Hiv, i dati italiani

I dati più recenti, relativi al 2018, mostrano che nell’anno sono state segnalate 2.847 nuove diagnosi di infezione, con un’incidenza di 4,7 casi ogni 100mila abitanti. Un dato leggermente inferiore alla media UE di 5,1 nuovi casi per 100mila residenti. L’incidenza delle nuove diagnosi in Italia ha mostrato una leggera diminuzione tra gli anni 2012-2015, seguita a un andamento stabile nel triennio 2015-2017. Nel 2018 è stata osservata invece un’evidente diminuzione di incidenza dei casi in tutte le Regioni. Nell’anno di riferimento, tra le Regioni con un numero superiore a un milione e mezzo di abitanti, le incidenze più alte sono state registrate in Lazio, Toscana e Liguria. I soggetti Hiv-positivi sono risultati in prevalenza maschi (nell’85,6% dei casi) di età media 39 anni, mentre per le donne l’età media è di 38 anni. La maggior parte delle nuove diagnosi registrate nel 2018 è attribuibile ai rapporti sessuali non protetti, che pesano per oltre l’80%.

«Nel 2018, quasi il 75% delle persone diagnosticate con Aids non aveva ricevuto un trattamento antiretrovirale prima della diagnosi. Nel tempo è aumentata la proporzione delle persone con nuova diagnosi di Aids che ignora la propria sieropositività e ha scoperto di essere Hiv-positiva nel semestre precedente la diagnosi di Aids, passando dal 48,2% nel 2000 al 74,6% nel 2018» si legge nella relazione. Segno questo che grandi passi sono stati fatti, ma resta ancora molto lavoro da fare.

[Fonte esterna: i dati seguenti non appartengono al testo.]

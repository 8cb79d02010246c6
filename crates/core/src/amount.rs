//! Amount - Non-negative decimal wrapper for statement amounts
//!
//! Credits and debits on a bank statement are always non-negative;
//! the direction of money flow is carried by which column holds the value.

use rust_decimal::prelude::ToPrimitive;
use rust_decimal::Decimal;
use serde::{Deserialize, Serialize};
use std::fmt;
use std::iter::Sum;
use thiserror::Error;

/// Errors that can occur when working with amounts
#[derive(Error, Debug, Clone, PartialEq, Eq)]
pub enum AmountError {
    #[error("Amount cannot be negative: {0}")]
    NegativeAmount(Decimal),
}

/// A non-negative decimal amount.
///
/// # Invariant
/// The inner value is always >= 0. This is enforced by the constructor
/// and by deserialization.
///
/// # Example
/// ```
/// use fairscore_core::Amount;
/// use rust_decimal::Decimal;
///
/// let amount = Amount::new(Decimal::new(100, 0)).unwrap();
/// assert_eq!(amount.value(), Decimal::new(100, 0));
///
/// // Negative amounts are rejected
/// let negative = Amount::new(Decimal::new(-100, 0));
/// assert!(negative.is_err());
/// ```
#[derive(Debug, Clone, Copy, PartialEq, Eq, PartialOrd, Ord, Hash, Serialize, Deserialize)]
#[serde(try_from = "Decimal", into = "Decimal")]
pub struct Amount(Decimal);

impl Amount {
    /// Zero amount constant
    pub const ZERO: Self = Self(Decimal::ZERO);

    /// Create a new Amount from a Decimal.
    ///
    /// Returns an error if the value is negative.
    pub fn new(value: Decimal) -> Result<Self, AmountError> {
        if value < Decimal::ZERO {
            Err(AmountError::NegativeAmount(value))
        } else {
            Ok(Self(value))
        }
    }

    /// Get the inner Decimal value
    #[inline]
    pub const fn value(&self) -> Decimal {
        self.0
    }

    /// Check if the amount is zero
    #[inline]
    pub fn is_zero(&self) -> bool {
        self.0.is_zero()
    }

    /// Lossy conversion for statistics (ratios, deviations).
    pub fn to_f64(&self) -> f64 {
        self.0.to_f64().unwrap_or(0.0)
    }
}

impl fmt::Display for Amount {
    fn fmt(&self, f: &mut fmt::Formatter<'_>) -> fmt::Result {
        write!(f, "{}", self.0)
    }
}

impl TryFrom<Decimal> for Amount {
    type Error = AmountError;

    fn try_from(value: Decimal) -> Result<Self, Self::Error> {
        Self::new(value)
    }
}

impl From<Amount> for Decimal {
    fn from(amount: Amount) -> Self {
        amount.0
    }
}

impl Default for Amount {
    fn default() -> Self {
        Self::ZERO
    }
}

impl<'a> Sum<&'a Amount> for Decimal {
    fn sum<I: Iterator<Item = &'a Amount>>(iter: I) -> Self {
        iter.fold(Decimal::ZERO, |acc, a| acc + a.0)
    }
}

#[cfg(test)]
mod tests {
    use super::*;
    use rust_decimal_macros::dec;

    #[test]
    fn test_amount_positive() {
        let amount = Amount::new(dec!(100)).unwrap();
        assert_eq!(amount.value(), dec!(100));
    }

    #[test]
    fn test_amount_zero() {
        let amount = Amount::new(Decimal::ZERO).unwrap();
        assert!(amount.is_zero());
    }

    #[test]
    fn test_amount_negative_rejected() {
        let result = Amount::new(dec!(-100));
        assert!(matches!(result, Err(AmountError::NegativeAmount(_))));
    }

    #[test]
    fn test_deserialize_from_json_number() {
        let amount: Amount = serde_json::from_str("1200.5").unwrap();
        assert_eq!(amount.value(), dec!(1200.5));
    }

    #[test]
    fn test_deserialize_negative_rejected() {
        let result: Result<Amount, _> = serde_json::from_str("-5");
        assert!(result.is_err());
    }

    #[test]
    fn test_sum_into_decimal() {
        let amounts = [Amount::new(dec!(10.5)).unwrap(), Amount::new(dec!(4.5)).unwrap()];
        let total: Decimal = amounts.iter().sum();
        assert_eq!(total, dec!(15));
    }

    #[test]
    fn test_to_f64() {
        let amount = Amount::new(dec!(123.45)).unwrap();
        assert!((amount.to_f64() - 123.45).abs() < 1e-9);
    }
}
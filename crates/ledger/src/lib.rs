//! FairScore Ledger - Tamper-evident log of published audits
//!
//! Every published audit becomes one JSON line:
//!
//! ```text
//! { prev_hash, payload_cipher, payload_hash, block_hash }
//!        │                                      │
//!        └──────── = block_hash of the line above
//! ```
//!
//! `block_hash = sha256(prev_hash || payload_cipher || salt)`, so editing or
//! removing any line breaks every link after it.
//!
//! # Key Types
//! - `LedgerWriter`: Canonicalize → hash → encrypt → link → append
//! - `LedgerStore`: Where records live (`FileStore`, `MemoryStore`)
//! - `PayloadCipher`: Optional encryption at rest
//! - `LedgerConfig`: Salt, key and chain file location

pub mod canonical;
pub mod cipher;
pub mod config;
pub mod error;
pub mod hash;
pub mod payload;
pub mod record;
pub mod store;
pub mod writer;

pub use canonical::{canonical_json, canonicalize};
pub use cipher::PayloadCipher;
pub use config::LedgerConfig;
pub use error::{LedgerError, LedgerResult};
pub use hash::{verify_chain, GENESIS_HASH};
pub use payload::AuditPayload;
pub use record::LedgerRecord;
pub use store::{FileStore, LedgerStore, MemoryStore};
pub use writer::{AppendReceipt, LedgerWriter};
//! FairScore Core - Domain types
//!
//! This crate contains the fundamental types shared by the scoring pipeline:
//! - `Amount`: Non-negative decimal wrapper for statement amounts
//! - `Transaction`: One bank-statement line
//! - `Category`: Spending category assigned by keyword classification
//! - `FeatureVector`: The seven scalar features consumed by the scoring engine

pub mod amount;
pub mod category;
pub mod features;
pub mod round;
pub mod transaction;

pub use amount::{Amount, AmountError};
pub use category::Category;
pub use features::{FeatureName, FeatureVector};
pub use round::round_dp;
pub use transaction::Transaction;
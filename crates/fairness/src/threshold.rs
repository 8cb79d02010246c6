//! Threshold correction
//!
//! A single-step heuristic: when either disparity exceeds the tolerance the
//! threshold moves one fixed step in the direction that narrows the approval
//! gap. It does not search for an optimal fair threshold.

/// Size of one correction step
pub const SHIFT_STEP: i32 = 30;

/// Recommended thresholds never leave `[MIN_THRESHOLD, MAX_THRESHOLD]`
pub const MIN_THRESHOLD: i32 = 580;
pub const MAX_THRESHOLD: i32 = 720;

/// Recommend a decision threshold.
///
/// Returns `threshold` unchanged when `|spd| <= tolerance` and
/// `|eo| <= tolerance`. Otherwise lowers it by [`SHIFT_STEP`] if the
/// protected cohort is under-approved (`spd < 0`) and raises it otherwise,
/// clamped to `[580, 720]`.
pub fn threshold_shift(spd: f64, eo: f64, threshold: i32, tolerance: f64) -> i32 {
    if spd.abs() > tolerance || eo.abs() > tolerance {
        let step = if spd < 0.0 { -SHIFT_STEP } else { SHIFT_STEP };
        threshold
            .saturating_add(step)
            .clamp(MIN_THRESHOLD, MAX_THRESHOLD)
    } else {
        threshold
    }
}
//! Ledger writer - The only way records get into the chain
//!
//! Reading the tail and appending after it happen under one lock, so two
//! publishes sharing a writer can never claim the same chain position.
//! Separate processes writing the same file are not coordinated here.

use crate::canonical::canonicalize;
use crate::cipher::PayloadCipher;
use crate::config::LedgerConfig;
use crate::error::{LedgerError, LedgerResult};
use crate::hash::{block_hash, payload_hash, verify_chain, GENESIS_HASH};
use crate::record::LedgerRecord;
use crate::store::{FileStore, LedgerStore};
use serde::{Deserialize, Serialize};
use serde_json::Value;
use std::path::Path;
use std::sync::{Mutex, MutexGuard};

/// What the caller gets back from a successful append
#[derive(Debug, Clone, PartialEq, Eq, Serialize, Deserialize)]
pub struct AppendReceipt {
    pub block_hash: String,
    pub payload_hash: String,
}

/// Appends audit payloads to a hash-chained store
#[derive(Debug)]
pub struct LedgerWriter<S: LedgerStore> {
    store: Mutex<S>,
    cipher: PayloadCipher,
    salt: String,
}

impl<S: LedgerStore> LedgerWriter<S> {
    pub fn new(store: S, cipher: PayloadCipher, salt: impl Into<String>) -> LedgerResult<Self> {
        let salt = salt.into();
        if salt.is_empty() {
            return Err(LedgerError::Config("salt must not be empty".to_string()));
        }

        Ok(Self {
            store: Mutex::new(store),
            cipher,
            salt,
        })
    }

    /// Writer over `store` using the key and salt from `config`
    pub fn from_config(store: S, config: &LedgerConfig) -> LedgerResult<Self> {
        config.validate()?;
        let cipher = PayloadCipher::from_key(config.encryption_key.as_deref())?;
        Self::new(store, cipher, config.salt.clone())
    }

    /// True if payloads are encrypted at rest
    pub fn is_encrypted(&self) -> bool {
        self.cipher.is_encrypted()
    }

    /// Append one payload after the current tail
    pub fn append<T: Serialize + ?Sized>(&self, payload: &T) -> LedgerResult<AppendReceipt> {
        // Pure steps first, outside the critical section
        let canonical = canonicalize(payload)?;
        let payload_hash = payload_hash(&canonical);
        let payload_cipher = self.cipher.seal(&canonical)?;

        let mut store = self.lock()?;

        let prev_hash = match store.read_tail()? {
            Some(tail) => tail.block_hash,
            None => GENESIS_HASH.to_string(),
        };

        let record = LedgerRecord {
            block_hash: block_hash(&prev_hash, &payload_cipher, &self.salt),
            prev_hash,
            payload_cipher,
            payload_hash,
        };

        store.append(&record)?;
        drop(store);

        tracing::info!(
            block_hash = %record.block_hash,
            prev_hash = %record.prev_hash,
            encrypted = self.cipher.is_encrypted(),
            "Appended ledger record"
        );

        Ok(AppendReceipt {
            block_hash: record.block_hash,
            payload_hash: record.payload_hash,
        })
    }

    /// Every record, oldest first
    pub fn records(&self) -> LedgerResult<Vec<LedgerRecord>> {
        self.lock()?.read_all()
    }

    /// Check linkage and block hashes from genesis; returns the record count
    pub fn verify(&self) -> LedgerResult<usize> {
        let records = self.records()?;
        verify_chain(&records, &self.salt)?;

        tracing::debug!(records = records.len(), "Ledger chain verified");
        Ok(records.len())
    }

    /// Recover a record's payload and check it against `payload_hash`
    pub fn open_payload(&self, record: &LedgerRecord) -> LedgerResult<Value> {
        let canonical = self.cipher.open(&record.payload_cipher)?;

        let computed = payload_hash(&canonical);
        if computed != record.payload_hash {
            return Err(LedgerError::PayloadHashMismatch {
                recorded: record.payload_hash.clone(),
                computed,
            });
        }

        Ok(serde_json::from_str(&canonical)?)
    }

    fn lock(&self) -> LedgerResult<MutexGuard<'_, S>> {
        self.store.lock().map_err(|_| LedgerError::LockPoisoned)
    }
}

impl LedgerWriter<FileStore> {
    /// Writer over the configured chain file inside `data_dir`
    pub fn open(data_dir: &Path, config: &LedgerConfig) -> LedgerResult<Self> {
        let store = FileStore::new(config.chain_path(data_dir))?;
        Self::from_config(store, config)
    }

    /// Path of the underlying chain file
    pub fn path(&self) -> LedgerResult<std::path::PathBuf> {
        Ok(self.lock()?.path().to_path_buf())
    }
}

L’impegno costante del Ministero e dell’Iss

Come sottolineato dal Ministro della Salute Roberto Speranza nell’introduzione alla Relazione, è di fondamentale importanza coinvolgere tutti gli attori che operano nel campo dell’Hiv, per condividere nuove strategie da implementare per porre fine all’epidemia.
La Relazione illustra quindi nel dettaglio le attività poste in essere dal Ministero della Salute per quanto concerne informazione, prevenzione, diagnosi, terapia, assistenza e progetti. Evidenzia, inoltre, le attività svolte dal Comitato Tecnico Sanitario. Il documento illustra, infine, le attività portate avanti dall’Istituto Superiore di Sanità per quanto attiene a sorveglianza, ricerca, formazione e consulenza telefonica (Numero verde Aids e Ist).